**TASK OBJECTIVE:**
Please copy every line of the material exactly.

::: MATERIAL PROVIDED

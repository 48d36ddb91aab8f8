//! Maps the shared `GraphError` taxonomy onto HTTP responses. This is the
//! only place in the workspace that knows about status codes — adapters and
//! the cache only ever construct `GraphError` values (spec §7's propagation
//! policy).

use axum::http::StatusCode;
use axum::response::{IntoResponse, Response};
use axum::Json;
use graph_domain::GraphError;
use serde::Serialize;

#[derive(Debug, Serialize)]
struct ErrorBody {
    error: &'static str,
    message: String,
}

/// Newtype so we can implement `IntoResponse` for a foreign error type.
pub struct ApiError(pub GraphError);

impl From<GraphError> for ApiError {
    fn from(err: GraphError) -> Self {
        ApiError(err)
    }
}

impl IntoResponse for ApiError {
    fn into_response(self) -> Response {
        let status =
            StatusCode::from_u16(self.0.status_code()).unwrap_or(StatusCode::INTERNAL_SERVER_ERROR);

        if status == StatusCode::INTERNAL_SERVER_ERROR {
            tracing::error!(error = ?self.0, "internal error");
        }

        let body = ErrorBody {
            error: self.0.kind(),
            message: self.0.to_string(),
        };
        (status, Json(body)).into_response()
    }
}

pub type ApiResult<T> = Result<T, ApiError>;
use async_trait::async_trait;
use chrono::Utc;
use engine_contract::contract::{validate_payload, CreateGraphParams, ImpactParams};
use engine_contract::GraphEngine;
use graph_domain::{
    DatabaseInfo, Edge, GraphError, GraphPayload, GraphStats, GraphSummary, ImpactResult,
    ImpactedNode, Node, QueryResult, Result,
};
use neo4rs::Query;
use std::collections::BTreeMap;
use uuid::Uuid;

use crate::connections::ConnectionCache;
use crate::dialect::Neo4jDialect;
use crate::error::map_driver_error;
use crate::queries;
use crate::rows::{edge_from_row, node_from_row, properties_to_json_text};

/// A Cypher/Bolt adapter. `dialect` toggles only `list_databases` and the
/// default-database name used when a request supplies none — every other
/// operation shares one code path.
pub struct Neo4jEngine {
    dialect: Neo4jDialect,
    connections: ConnectionCache,
}

impl Neo4jEngine {
    /// Administrative repair for invariant 3 (spec §3): recompute
    /// `node_count`/`edge_count` on the `Graph` node from a live count of
    /// its payload nodes and edges. Not part of the `GraphEngine` contract
    /// or the HTTP surface — spec §3 names this as a recoverable-bug
    /// operation, not a client-facing endpoint.
    pub async fn recompute_counts(
        &self,
        graph_id: &str,
        database: Option<&str>,
    ) -> Result<(u64, u64)> {
        let conn = self.connections.get(database).await?;
        let mut stream = conn
            .execute(
                Query::new(queries::RECOMPUTE_GRAPH_COUNTS.to_string()).param("graph_id", graph_id),
            )
            .await
            .map_err(map_driver_error)?;
        let Some(row) = stream.next().await.map_err(map_driver_error)? else {
            return Err(GraphError::NotFound(format!("graph '{graph_id}'")));
        };
        let node_count: i64 = row.get("node_count").map_err(map_driver_error)?;
        let edge_count: i64 = row.get("edge_count").map_err(map_driver_error)?;
        Ok((node_count as u64, edge_count as u64))
    }

    pub fn new(
        dialect: Neo4jDialect,
        uri: impl Into<String>,
        user: impl Into<String>,
        password: impl Into<String>,
        default_database: impl Into<String>,
    ) -> Self {
        Self {
            dialect,
            connections: ConnectionCache::new(
                uri.into(),
                user.into(),
                password.into(),
                default_database.into(),
            ),
        }
    }
}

::::::

**TASK ANSWER:**
repository 48d36ddb91aab8f8
//! Maps the shared `GraphError` taxonomy onto HTTP responses. This is the
//! only place in the workspace that knows about status codes — adapters and
//! the cache only ever construct `GraphError` values (spec §7's propagation
//! policy).

use axum::http::StatusCode;
use axum::response::{IntoResponse, Response};
use axum::Json;
use graph_domain::GraphError;
use serde::Serialize;

#[derive(Debug, Serialize)]
struct ErrorBody {
    error: &'static str,
    message: String,
}

/// Newtype so we can implement `IntoResponse` for a foreign error type.
pub struct ApiError(pub GraphError);

impl From<GraphError> for ApiError {
    fn from(err: GraphError) -> Self {
        ApiError(err)
    }
}

impl IntoResponse for ApiError {
    fn into_response(self) -> Response {
        let status =
            StatusCode::from_u16(self.0.status_code()).unwrap_or(StatusCode::INTERNAL_SERVER_ERROR);

        if status == StatusCode::INTERNAL_SERVER_ERROR {
            tracing::error!(error = ?self.0, "internal error");
        }

        let body = ErrorBody {
            error: self.0.kind(),
            message: self.0.to_string(),
        };
        (status, Json(body)).into_response()
    }
}

pub type ApiResult<T> = Result<T, ApiError>;
use async_trait::async_trait;
use chrono::Utc;
use engine_contract::contract::{validate_payload, CreateGraphParams, ImpactParams};
use engine_contract::GraphEngine;
use graph_domain::{
    DatabaseInfo, Edge, GraphError, GraphPayload, GraphStats, GraphSummary, ImpactResult,
    ImpactedNode, Node, QueryResult, Result,
};
use neo4rs::Query;
use std::collections::BTreeMap;
use uuid::Uuid;

use crate::connections::ConnectionCache;
use crate::dialect::Neo4jDialect;
use crate::error::map_driver_error;
use crate::queries;
use crate::rows::{edge_from_row, node_from_row, properties_to_json_text};

/// A Cypher/Bolt adapter. `dialect` toggles only `list_databases` and the
/// default-database name used when a request supplies none — every other
/// operation shares one code path.
pub struct Neo4jEngine {
    dialect: Neo4jDialect,
    connections: ConnectionCache,
}

impl Neo4jEngine {
    /// Administrative repair for invariant 3 (spec §3): recompute
    /// `node_count`/`edge_count` on the `Graph` node from a live count of
    /// its payload nodes and edges. Not part of the `GraphEngine` contract
    /// or the HTTP surface — spec §3 names this as a recoverable-bug
    /// operation, not a client-facing endpoint.
    pub async fn recompute_counts(
        &self,
        graph_id: &str,
        database: Option<&str>,
    ) -> Result<(u64, u64)> {
        let conn = self.connections.get(database).await?;
        let mut stream = conn
            .execute(
                Query::new(queries::RECOMPUTE_GRAPH_COUNTS.to_string()).param("graph_id", graph_id),
            )
            .await
            .map_err(map_driver_error)?;
        let Some(row) = stream.next().await.map_err(map_driver_error)? else {
            return Err(GraphError::NotFound(format!("graph '{graph_id}'")));
        };
        let node_count: i64 = row.get("node_count").map_err(map_driver_error)?;
        let edge_count: i64 = row.get("edge_count").map_err(map_driver_error)?;
        Ok((node_count as u64, edge_count as u64))
    }

    pub fn new(
        dialect: Neo4jDialect,
        uri: impl Into<String>,
        user: impl Into<String>,
        password: impl Into<String>,
        default_database: impl Into<String>,
    ) -> Self {
        Self {
            dialect,
            connections: ConnectionCache::new(
                uri.into(),
                user.into(),
                password.into(),
                default_database.into(),
            ),
        }
    }
}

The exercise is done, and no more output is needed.